Because we can’t avoid the stress inherent in the job, many chefs feel like shit so long they don’t even pay attention to it anymore; it’s just the baseline. And when you get there, you can see burnout on the horizon rushing at you like the four horsemen of the apocalypse.
It’s exceedingly difficult to bounce back after hitting the burnt-out stage, which can have drastic consequences because the physical and mental aspects of the job are so emotionally charged and demanding.
This is openly reported, and if you’re looking for modern examples, it’s recently happened to Heston Blumenthal, Sean Brock, and the gents at Joe Beef. Whether it’s Michelin kitchens, corporate dining or bistros, chefs across the industry face the same challenges.
Chronic stress is not a unique experience. We’ve all been there, and we can all be there, which is why it’s so important to develope constructive habits that improve our health and reframe problems with strategies.
The following paragraphs outline some ways you can take control and condition yourself to be venerable in the face of daily challenges.
Manage your schedule like your life depends on it
Work life balance and mental health awareness are the biggest buzz words of our era, generally used by people who work 40 hours per week from home. But you’re a chef and you can’t work from home. To make matters more compelling to advocate for yourself, no Fairy-God-Escoffier is coming to save you. Manage your schedule like your life depends on it and consider it a method of establishing boundaries between you and your work.
If you don’t create time for yourself, you won’t have time for yourself because the demands don't stop, and grinding yourself down willingly each week isn’t good for anybody or any business. You should not need to work ridiculously long hours every day, every week. Sometimes? Yes, certain times are busier than others for a multitude of reasons and you’re in charge. But consistently? Something is wrong, yet everything has a solution.
Let’s be logical, no chef is going to work an 8-hour day, or 40 per week, but that doesn’t automatically imply you’re destined to work 16 hours per day, every day, with no days off until you die with your clogs on. The goal is to work strategically within the time frame you schedule and hit all your targets, not to slave away by default or guilt. Time spent and efficiency are not always equal.

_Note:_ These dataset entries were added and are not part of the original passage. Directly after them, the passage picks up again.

//! Physics bodies and begin-contact detection
//!
//! Bodies never collide (collision masks are empty); they only report
//! contacts. A pair is reported once, on the tick its shapes start to overlap,
//! and only if one side's category is in the other side's contact-test mask.

use std::collections::BTreeSet;

use glam::Vec2;

use super::category::Category;
use super::sprite::EntityId;

/// Collision shape, centred on the sprite position
#[derive(Debug, Clone, Copy, PartialEq)]
pub enum Shape {
    Rect { size: Vec2 },
    Circle { radius: f32 },
}

/// Physics body attached to a sprite
#[derive(Debug, Clone, PartialEq)]
pub struct Body {
    pub shape: Shape,
    /// Category this body belongs to
    pub category: Category,
    /// Categories whose contacts this body wants reported
    pub contact_test: Category,
    /// Categories this body bounces off (always NONE in this game)
    pub collision: Category,
    /// Continuous detection hint for fast movers
    pub precise: bool,
}

impl Body {
    pub fn rect(size: Vec2, category: Category) -> Self {
        Self::with_shape(Shape::Rect { size }, category)
    }

    pub fn circle(radius: f32, category: Category) -> Self {
        Self::with_shape(Shape::Circle { radius }, category)
    }

    fn with_shape(shape: Shape, category: Category) -> Self {
        Self {
            shape,
            category,
            contact_test: Category::NONE,
            collision: Category::NONE,
            precise: true,
        }
    }

    pub fn with_contact_test(mut self, mask: Category) -> Self {
        self.contact_test = mask;
        self
    }

    /// Either side asked to hear about the other
    pub fn wants_contact(&self, other: &Body) -> bool {
        self.category.intersects(other.contact_test) || other.category.intersects(self.contact_test)
    }
}

/// Overlap test between two centred shapes
pub fn shapes_overlap(a_pos: Vec2, a: &Shape, b_pos: Vec2, b: &Shape) -> bool {
    match (*a, *b) {
        (Shape::Rect { size: sa }, Shape::Rect { size: sb }) => {
            let d = (a_pos - b_pos).abs();
            let reach = (sa + sb) / 2.0;
            d.x < reach.x && d.y < reach.y
        }
        (Shape::Circle { radius: ra }, Shape::Circle { radius: rb }) => {
            a_pos.distance_squared(b_pos) < (ra + rb) * (ra + rb)
        }
        (Shape::Circle { radius }, Shape::Rect { size }) => circle_rect(a_pos, radius, b_pos, size),
        (Shape::Rect { size }, Shape::Circle { radius }) => circle_rect(b_pos, radius, a_pos, size),
    }
}

fn circle_rect(center: Vec2, radius: f32, rect_pos: Vec2, size: Vec2) -> bool {
    let half = size / 2.0;
    let closest = center.clamp(rect_pos - half, rect_pos + half);
    center.distance_squared(closest) < radius * radius
}

/// Pair key with the smaller id first
fn pair_key(a: EntityId, b: EntityId) -> (EntityId, EntityId) {
    if a <= b { (a, b) } else { (b, a) }
}

/// Remembers which pairs are touching so only new contacts get reported
#[derive(Debug, Clone, Default)]
pub struct ContactTracker {
    active: BTreeSet<(EntityId, EntityId)>,
}

impl ContactTracker {
    pub fn new() -> Self {
        Self::default()
    }

    /// Find contacts that began since the previous step.
    ///
    /// `bodies` is every body in the scene. Pairs involving ids that have
    /// disappeared are forgotten. Results come back in id order.
    pub fn step(&mut self, bodies: &[(EntityId, Vec2, &Body)]) -> Vec<(EntityId, EntityId)> {
        let mut touching = BTreeSet::new();
        for (i, (id_a, pos_a, body_a)) in bodies.iter().enumerate() {
            for (id_b, pos_b, body_b) in &bodies[i + 1..] {
                if !body_a.wants_contact(body_b) {
                    continue;
                }
                if shapes_overlap(*pos_a, &body_a.shape, *pos_b, &body_b.shape) {
                    touching.insert(pair_key(*id_a, *id_b));
                }
            }
        }

        let began = touching.difference(&self.active).copied().collect();
        self.active = touching;
        began
    }

    /// Number of pairs currently touching
    pub fn active_count(&self) -> usize {
        self.active.len()
    }
}
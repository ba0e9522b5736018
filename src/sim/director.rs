//! Scene director
//!
//! Top-level state machine: holds the current scene, routes ticks and input
//! to it, and swaps scenes through `present`.

use glam::Vec2;

use super::game::GameScene;
use super::outcome::OutcomeScene;
use super::state::{GameEvent, SceneError, SceneState, Transition};

/// The scene on screen
#[derive(Debug, Clone)]
pub enum Scene {
    Game(GameScene),
    Outcome(OutcomeScene),
}

impl Scene {
    pub fn state(&self) -> SceneState {
        match self {
            Scene::Game(_) => SceneState::Playing,
            Scene::Outcome(outcome) => SceneState::Ended {
                won: outcome.won(),
            },
        }
    }

    pub fn size(&self) -> Vec2 {
        match self {
            Scene::Game(game) => game.size(),
            Scene::Outcome(outcome) => outcome.size(),
        }
    }

    /// Scenes cannot be restored from an archive; they are always built fresh
    pub fn decode(_archive: &[u8]) -> Result<Scene, SceneError> {
        Err(SceneError::DecodeUnsupported)
    }
}

/// Input collected between ticks
#[derive(Debug, Clone, Default)]
pub struct FrameInput {
    /// Touch/click released here (scene coordinates)
    pub release: Option<Vec2>,
}

pub struct Director {
    size: Vec2,
    seed: u64,
    /// Rounds started so far (also offsets each round's seed)
    rounds: u64,
    transition: Transition,
    scene: Scene,
    events: Vec<GameEvent>,
}

impl Director {
    /// Start the first round on a field of `size`
    pub fn new(size: Vec2, seed: u64) -> Self {
        let first = GameScene::new(size, seed.wrapping_add(1));
        log::info!("Presenting {:?}", SceneState::Playing);
        Self {
            size,
            seed,
            rounds: 1,
            transition: Transition::default(),
            scene: Scene::Game(first),
            events: vec![GameEvent::ScenePresented {
                state: SceneState::Playing,
                transition: Transition::None,
            }],
        }
    }

    /// Animation used for later scene swaps
    pub fn with_transition(mut self, transition: Transition) -> Self {
        self.transition = transition;
        self
    }

    pub fn scene(&self) -> &Scene {
        &self.scene
    }

    pub fn state(&self) -> SceneState {
        self.scene.state()
    }

    pub fn rounds(&self) -> u64 {
        self.rounds
    }

    /// The playing scene, if that is what's on screen
    pub fn game(&self) -> Option<&GameScene> {
        match &self.scene {
            Scene::Game(game) => Some(game),
            Scene::Outcome(_) => None,
        }
    }

    pub fn game_mut(&mut self) -> Option<&mut GameScene> {
        match &mut self.scene {
            Scene::Game(game) => Some(game),
            Scene::Outcome(_) => None,
        }
    }

    /// Take the events produced since the last drain
    pub fn drain_events(&mut self) -> Vec<GameEvent> {
        if let Scene::Game(game) = &mut self.scene {
            self.events.extend(game.drain_events());
        }
        std::mem::take(&mut self.events)
    }

    /// Replace the current scene
    pub fn present(&mut self, mut next: Scene) {
        if let Scene::Game(old) = &mut self.scene {
            self.events.extend(old.drain_events());
        }
        let state = next.state();
        log::info!("Presenting {:?}", state);
        self.events.push(GameEvent::ScenePresented {
            state,
            transition: self.transition,
        });
        if let Scene::Game(game) = &mut next {
            self.events.extend(game.drain_events());
        }
        self.scene = next;
    }

    fn new_round(&mut self) -> GameScene {
        self.rounds += 1;
        GameScene::new(self.size, self.seed.wrapping_add(self.rounds))
    }

    /// Advance the current scene by `dt` seconds
    pub fn tick(&mut self, input: &FrameInput, dt: f32) {
        let mut restart = false;
        let next = match &mut self.scene {
            Scene::Game(game) => {
                let ended = game.tick(input.release, dt);
                self.events.extend(game.drain_events());
                match ended {
                    Some(SceneState::Ended { won }) => {
                        Some(Scene::Outcome(OutcomeScene::new(self.size, won)))
                    }
                    _ => None,
                }
            }
            Scene::Outcome(outcome) => {
                restart = outcome.tick(dt);
                None
            }
        };

        let next = if restart {
            Some(Scene::Game(self.new_round()))
        } else {
            next
        };
        if let Some(scene) = next {
            self.present(scene);
        }
    }
}

#[cfg(test)]
mod tests {
    use super::*;
    use crate::consts::*;

    fn director() -> Director {
        Director::new(DEFAULT_FIELD_SIZE, 7)
    }

    #[test]
    fn test_starts_playing() {
        let mut director = director();
        assert_eq!(director.state(), SceneState::Playing);
        assert_eq!(director.rounds(), 1);

        let events = director.drain_events();
        assert_eq!(
            events[0],
            GameEvent::ScenePresented {
                state: SceneState::Playing,
                transition: Transition::None,
            }
        );
        assert!(matches!(events[1], GameEvent::MonsterSpawned { .. }));
    }

    #[test]
    fn test_present_swaps_scene() {
        let mut director = director();
        director.drain_events();
        director.present(Scene::Outcome(OutcomeScene::new(DEFAULT_FIELD_SIZE, true)));

        assert_eq!(director.state(), SceneState::Ended { won: true });
        assert!(director.game().is_none());
        assert_eq!(
            director.drain_events(),
            vec![GameEvent::ScenePresented {
                state: SceneState::Ended { won: true },
                transition: Transition::default(),
            }]
        );
    }

    #[test]
    fn test_reduced_motion_transition() {
        let mut director = director().with_transition(Transition::None);
        director.drain_events();
        director.present(Scene::Outcome(OutcomeScene::new(DEFAULT_FIELD_SIZE, false)));
        assert_eq!(
            director.drain_events(),
            vec![GameEvent::ScenePresented {
                state: SceneState::Ended { won: false },
                transition: Transition::None,
            }]
        );
    }

    #[test]
    fn test_outcome_ignores_input_and_restarts() {
        let mut director = director();
        director.present(Scene::Outcome(OutcomeScene::new(DEFAULT_FIELD_SIZE, false)));
        director.drain_events();

        let tap = FrameInput {
            release: Some(Vec2::new(10.0, 10.0)),
        };
        for _ in 0..359 {
            director.tick(&tap, SIM_DT);
        }
        assert_eq!(director.state(), SceneState::Ended { won: false });
        assert!(director.drain_events().is_empty());

        director.tick(&FrameInput::default(), SIM_DT);
        assert_eq!(director.state(), SceneState::Playing);
        assert_eq!(director.rounds(), 2);

        let game = director.game().unwrap();
        assert_eq!(game.score(), 0);
        assert_eq!(game.monsters().len(), 1);
        assert_eq!(game.time(), 0.0);
    }

    #[test]
    fn test_rounds_use_distinct_seeds() {
        let mut director = director();
        let first = director.game().unwrap().seed();
        director.present(Scene::Outcome(OutcomeScene::new(DEFAULT_FIELD_SIZE, true)));
        for _ in 0..360 {
            director.tick(&FrameInput::default(), SIM_DT);
        }
        assert_ne!(director.game().unwrap().seed(), first);
    }

    #[test]
    fn test_decode_is_unsupported() {
        assert_eq!(
            Scene::decode(b"archive").unwrap_err(),
            SceneError::DecodeUnsupported
        );
    }
}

The schedule is the most important document in your life, so make it work for you and hold to yourself and your team accountable to it. Don’t let trivialities or distractions impede you. Create a strategy for best case performance in your kitchen and have a clearly communicated plan for every person on your roster to make it work. During the scheduling process, prioritize yourself to have recovery time, even if you need to say ‘no’ to something. If you don’t, you will thanklessly grind yourself down in a kitchen and never have a life outside it.
Managing your schedule is managing your time. Let’s just be clear, there will always be issues to solve and work to do, so don’t let the fear of something happening or going undone when you’re away keep you from taking overdue care of yourself. You can prioritize creating efficient operational standards and yourself, it’s not one or the other.
Treat yourself like an athlete
You can’t break yourself down and expect your body and mind to perform well, and you can only leverage your mind and body so long, until they start to fail you. Professional kitchens are hard on the body and being a chef is much more like being an endurance athlete than anything else. So, treat your body like an athlete.
Athletes are body and mind focused because those factors determine how long and how well they play their sport, thus, how much money they’re paid. This is the same for chefs.
However, because of the tremendous amount of learning involved, it can take many years for chefs to ascend the ladder to a salaried position that truly pays well, so it’s more crucial to maintain your health so that you can enjoy your career and be effective as you work your way up. Let’s keep it simple…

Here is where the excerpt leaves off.